- _Information_
---------------

impl Processor {
    pub fn new(deps: ProcessorDeps, settings: PipelineSettings) -> Self {
        Self {
            deps,
            settings,
            states: HashMap::new(),
        }
    }

    /// Runs the full pipeline for one decoded position.
    pub async fn process(
        &mut self,
        decoded: DecodedPosition,
        source: FrameSource,
    ) -> Result<ProcessOutcome, StoreError> {
        if !decoded.coordinates_in_range() {
            warn!(
                unique_id = %decoded.unique_id,
                latitude = decoded.latitude,
                longitude = decoded.longitude,
                "Dropping position with out-of-range coordinates"
            );
            return Ok(ProcessOutcome::Dropped(DropReason::OutOfRange));
        }

        let unique_id = decoded.unique_id.clone();
        if !self.states.contains_key(&unique_id) {
            match self.deps.devices.find_by_unique_id(&unique_id).await? {
                Some(device) => {
                    self.states
                        .insert(unique_id.clone(), DeviceRuntime::new(device));
                }
                None => return self.process_unknown(decoded, source).await,
            }
        }

        let server_time = Utc::now();
        let runtime = self.states.get_mut(&unique_id).expect("state just inserted");
        if runtime.device.disabled {
            debug!(unique_id = %unique_id, "Dropping position for disabled device");
            return Ok(ProcessOutcome::Dropped(DropReason::DeviceDisabled));
        }

        // Exact repeat of the previous stored report is a no-op.
        if let Some(prev) = &runtime.last_position {
            if prev.fix_time == decoded.fix_time
                && prev.latitude == decoded.latitude
                && prev.longitude == decoded.longitude
            {
                return Ok(ProcessOutcome::Dropped(DropReason::Duplicate));
            }
        }

        let mut position = Position {
            id: 0,
            device_id: Some(runtime.device.id),
            unknown_device_id: None,
            protocol: decoded.protocol.clone(),
            server_time,
            device_time: decoded.device_time,
            fix_time: decoded.fix_time,
            valid: decoded.valid,
            latitude: decoded.latitude,
            longitude: decoded.longitude,
            altitude: decoded.altitude,
            speed: decoded.speed,
            course: decoded.course,
            accuracy: decoded.accuracy,
            address: None,
            attributes: decoded.attributes.clone(),
        };

        let skew = Duration::seconds(self.settings.skew_secs);
        let outdated = match (position.fix_time, runtime.last_position.as_ref().and_then(|p| p.fix_time)) {
            (Some(fix), Some(prev_fix)) => fix + skew < prev_fix,
            _ => false,
        };
        if outdated {
            position.attributes.set(keys::OUTDATED, true);
        }

        // Enrichment: great-circle distance from the previous accepted
        // position, zeroed across trip gaps.
        let trip_gap = Duration::seconds(self.settings.trip_gap_secs);
        let mut distance = 0.0;
        if !outdated {
            if let Some(prev) = &runtime.last_position {
                if server_time - prev.server_time <= trip_gap {
                    distance = shared::geodesy::haversine_distance(
                        prev.latitude,
                        prev.longitude,
                        position.latitude,
                        position.longitude,
                    );
                }
            }
        }
        position.attributes.set(keys::DISTANCE, distance);

        if !position.attributes.contains(keys::MOTION) {
            let speed = position.speed.unwrap_or(0.0);
            position
                .attributes
                .set(keys::MOTION, speed >= self.settings.motion_speed_threshold_kmh);
        }

        // Accumulators never run for outdated reports.
        if !outdated {
            let prev_server_time = runtime.last_position.as_ref().map(|p| p.server_time);
            let acc = &mut runtime.device.accumulators;
            acc.total_distance += distance;

            let ignition = position.attributes.bool_opt(keys::IGNITION);
            let moving = position.attributes.bool_of(keys::MOTION, false);
            if ignition.unwrap_or(moving) {
                if let Some(prev_time) = prev_server_time {
                    let delta = (server_time - prev_time)
                        .num_seconds()
                        .clamp(0, self.settings.trip_gap_secs);
                    acc.hours += delta;
                }
            }
        }
        position.attributes.set(
            keys::TOTAL_DISTANCE,
            runtime.device.accumulators.total_distance,
        );
        position
            .attributes
            .set(keys::HOURS, runtime.device.accumulators.hours);

        // Geofence residency for the new point.
        let snapshot = self.deps.geofences.snapshot();
        let current_residency = snapshot.point_in(position.latitude, position.longitude);
        let mut residency_ids: Vec<i64> = current_residency.iter().copied().collect();
        residency_ids.sort_unstable();
        position.attributes.set(
            keys::GEOFENCE_IDS,
            Value::List(residency_ids.iter().map(|&id| Value::Int(id)).collect()),
        );

        let prev_ignition = runtime
            .last_position
            .as_ref()
            .and_then(|p| p.attributes.bool_opt(keys::IGNITION));

        // Persist the position before any event that references it.
        let stored = self.deps.positions.insert(position).await?;
        metrics::counter!(
            "positions_processed_total",
            "protocol" => stored.protocol.clone()
        )
        .increment(1);

        let mut events = Vec::new();

        // Any accepted frame proves the device is online.
        let was_offline = runtime.device.status != DeviceStatus::Online;
        runtime.device.status = DeviceStatus::Online;
        runtime.device.last_update = Some(server_time);
        self.deps
            .devices
            .update_status(runtime.device.id, DeviceStatus::Online, server_time)
            .await?;
        if was_offline {
            events.push(
                Event::new(EventType::DeviceOnline, runtime.device.id, server_time)
                    .with_position(stored.id),
            );
        }

        if !outdated {
            let mut entered: Vec<i64> = current_residency
                .difference(&runtime.residency)
                .copied()
                .collect();
            entered.sort_unstable();
            for geofence_id in entered {
                events.push(
                    Event::new(EventType::GeofenceEnter, runtime.device.id, server_time)
                        .with_position(stored.id)
                        .with_geofence(geofence_id),
                );
            }
            let mut exited: Vec<i64> = runtime
                .residency
                .difference(&current_residency)
                .copied()
                .collect();
            exited.sort_unstable();
            for geofence_id in exited {
                events.push(
                    Event::new(EventType::GeofenceExit, runtime.device.id, server_time)
                        .with_position(stored.id)
                        .with_geofence(geofence_id),
                );
            }
            runtime.residency = current_residency;

            let motion_transition = runtime.motion.update(
                &mut runtime.device.accumulators,
                stored.id,
                stored.latitude,
                stored.longitude,
                server_time,
                &self.settings.motion,
            );
            match motion_transition {
                crate::pipeline::motion::MotionTransition::Started => events.push(
                    Event::new(EventType::DeviceMoving, runtime.device.id, server_time)
                        .with_position(stored.id),
                ),
                crate::pipeline::motion::MotionTransition::Stopped => events.push(
                    Event::new(EventType::DeviceStopped, runtime.device.id, server_time)
                        .with_position(stored.id),
                ),
                crate::pipeline::motion::MotionTransition::None => {}
            }

            let limit = snapshot
                .speed_limit_at(
                    stored.latitude,
                    stored.longitude,
                    runtime.device.accumulators.overspeed_geofence_id,
                )
                .unwrap_or(self.settings.overspeed.default_limit_kmh);
            match overspeed::check(
                &mut runtime.device.accumulators,
                stored.speed,
                limit,
                &self.settings.overspeed,
                server_time,
            ) {
                overspeed::OverspeedTransition::Started { limit_kmh } => {
                    let mut event =
                        Event::new(EventType::DeviceOverspeed, runtime.device.id, server_time)
                            .with_position(stored.id);
                    event.attributes.set(keys::SPEED_LIMIT, limit_kmh);
                    if let Some(speed) = stored.speed {
                        event.attributes.set("speed", speed);
                    }
                    events.push(event);
                }
                overspeed::OverspeedTransition::Cleared | overspeed::OverspeedTransition::None => {}
            }

            if let Some(current) = stored.attributes.bool_opt(keys::IGNITION) {
                if let Some(previous) = prev_ignition {
                    if current != previous {
                        let event_type = if current {
                            EventType::IgnitionOn
                        } else {
                            EventType::IgnitionOff
                        };
                        events.push(
                            Event::new(event_type, runtime.device.id, server_time)
                                .with_position(stored.id),
                        );
                    }
                }
            }

            if let Some(alarm) = stored.attributes.get(keys::ALARM).and_then(Value::as_str) {
                let mut event = Event::new(EventType::Alarm, runtime.device.id, server_time)
                    .with_position(stored.id);
                event.attributes.set(keys::ALARM, alarm);
                events.push(event);
            }
        }

        self.deps
            .devices
            .update_accumulators(runtime.device.id, runtime.device.accumulators.clone())
            .await?;

        let events = self
            .deps
            .dispatcher
            .dispatch_best_effort(events, &runtime.device)
            .await;

        let recipients = self.deps.dispatcher.recipients_for(runtime.device.id);
        self.deps.hub.publish_position(&stored, recipients.clone());
        if was_offline {
            self.deps
                .hub
                .publish_device_status(&runtime.device, recipients);
        }

        runtime.last_position = Some(stored.clone());
        Ok(ProcessOutcome::Processed {
            position: stored,
            events,
        })
    }

    /// Attribution failed: record the sighting and keep the position, but
    /// emit nothing downstream.
    async fn process_unknown(
        &mut self,
        decoded: DecodedPosition,
        source: FrameSource,
    ) -> Result<ProcessOutcome, StoreError> {
        let now = Utc::now();
        let unknown = self
            .deps
            .unknown_devices
            .upsert_sighting(
                &decoded.unique_id,
                &decoded.protocol,
                source.port,
                source.transport.as_str(),
                now,
            )
            .await?;
        debug!(
            unique_id = %decoded.unique_id,
            protocol = %decoded.protocol,
            sightings = unknown.connection_count,
            "Position from unregistered identifier"
        );
        metrics::counter!("unknown_device_positions_total").increment(1);

        let position = Position {
            id: 0,
            device_id: None,
            unknown_device_id: Some(unknown.id),
            protocol: decoded.protocol,
            server_time: now,
            device_time: decoded.device_time,
            fix_time: decoded.fix_time,
            valid: decoded.valid,
            latitude: decoded.latitude,
            longitude: decoded.longitude,
            altitude: decoded.altitude,
            speed: decoded.speed,
            course: decoded.course,
            accuracy: decoded.accuracy,
            address: None,
            attributes: decoded.attributes,
        };
        let stored = self.deps.positions.insert(position).await?;
        Ok(ProcessOutcome::Unknown { position: stored })
    }

    /// Marks a device offline and emits the corresponding event. Invoked
    /// when its last session is released or by the offline sweep.
    pub async fn device_offline(&mut self, device_id: i64) -> Result<(), StoreError> {
        let now = Utc::now();
        let device = match self
            .states
            .values_mut()
            .find(|runtime| runtime.device.id == device_id)
        {
            Some(runtime) => {
                if runtime.device.status == DeviceStatus::Offline {
                    return Ok(());
                }
                runtime.device.status = DeviceStatus::Offline;
                runtime.device.last_update = Some(now);
                runtime.device.clone()
            }
            None => match self.deps.devices.find_by_id(device_id).await? {
                Some(mut device) => {
                    if device.status == DeviceStatus::Offline {
                        return Ok(());
                    }
                    device.status = DeviceStatus::Offline;
                    device.last_update = Some(now);
                    device
                }
                None => return Ok(()),
            },
        };

        self.deps
            .devices
            .update_status(device_id, DeviceStatus::Offline, now)
            .await?;
        let events = vec![Event::new(EventType::DeviceOffline, device_id, now)];
        self.deps
            .dispatcher
            .dispatch_best_effort(events, &device)
            .await;
        let recipients = self.deps.dispatcher.recipients_for(device_id);
        self.deps.hub.publish_device_status(&device, recipients);
        Ok(())
    }
}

---------------

- _What is being asked_
Every line in the data above that contains "counter" needs to be copied.

- _Exercise solution_
        metrics::counter!(
        metrics::counter!("unknown_device_positions_total").increment(1);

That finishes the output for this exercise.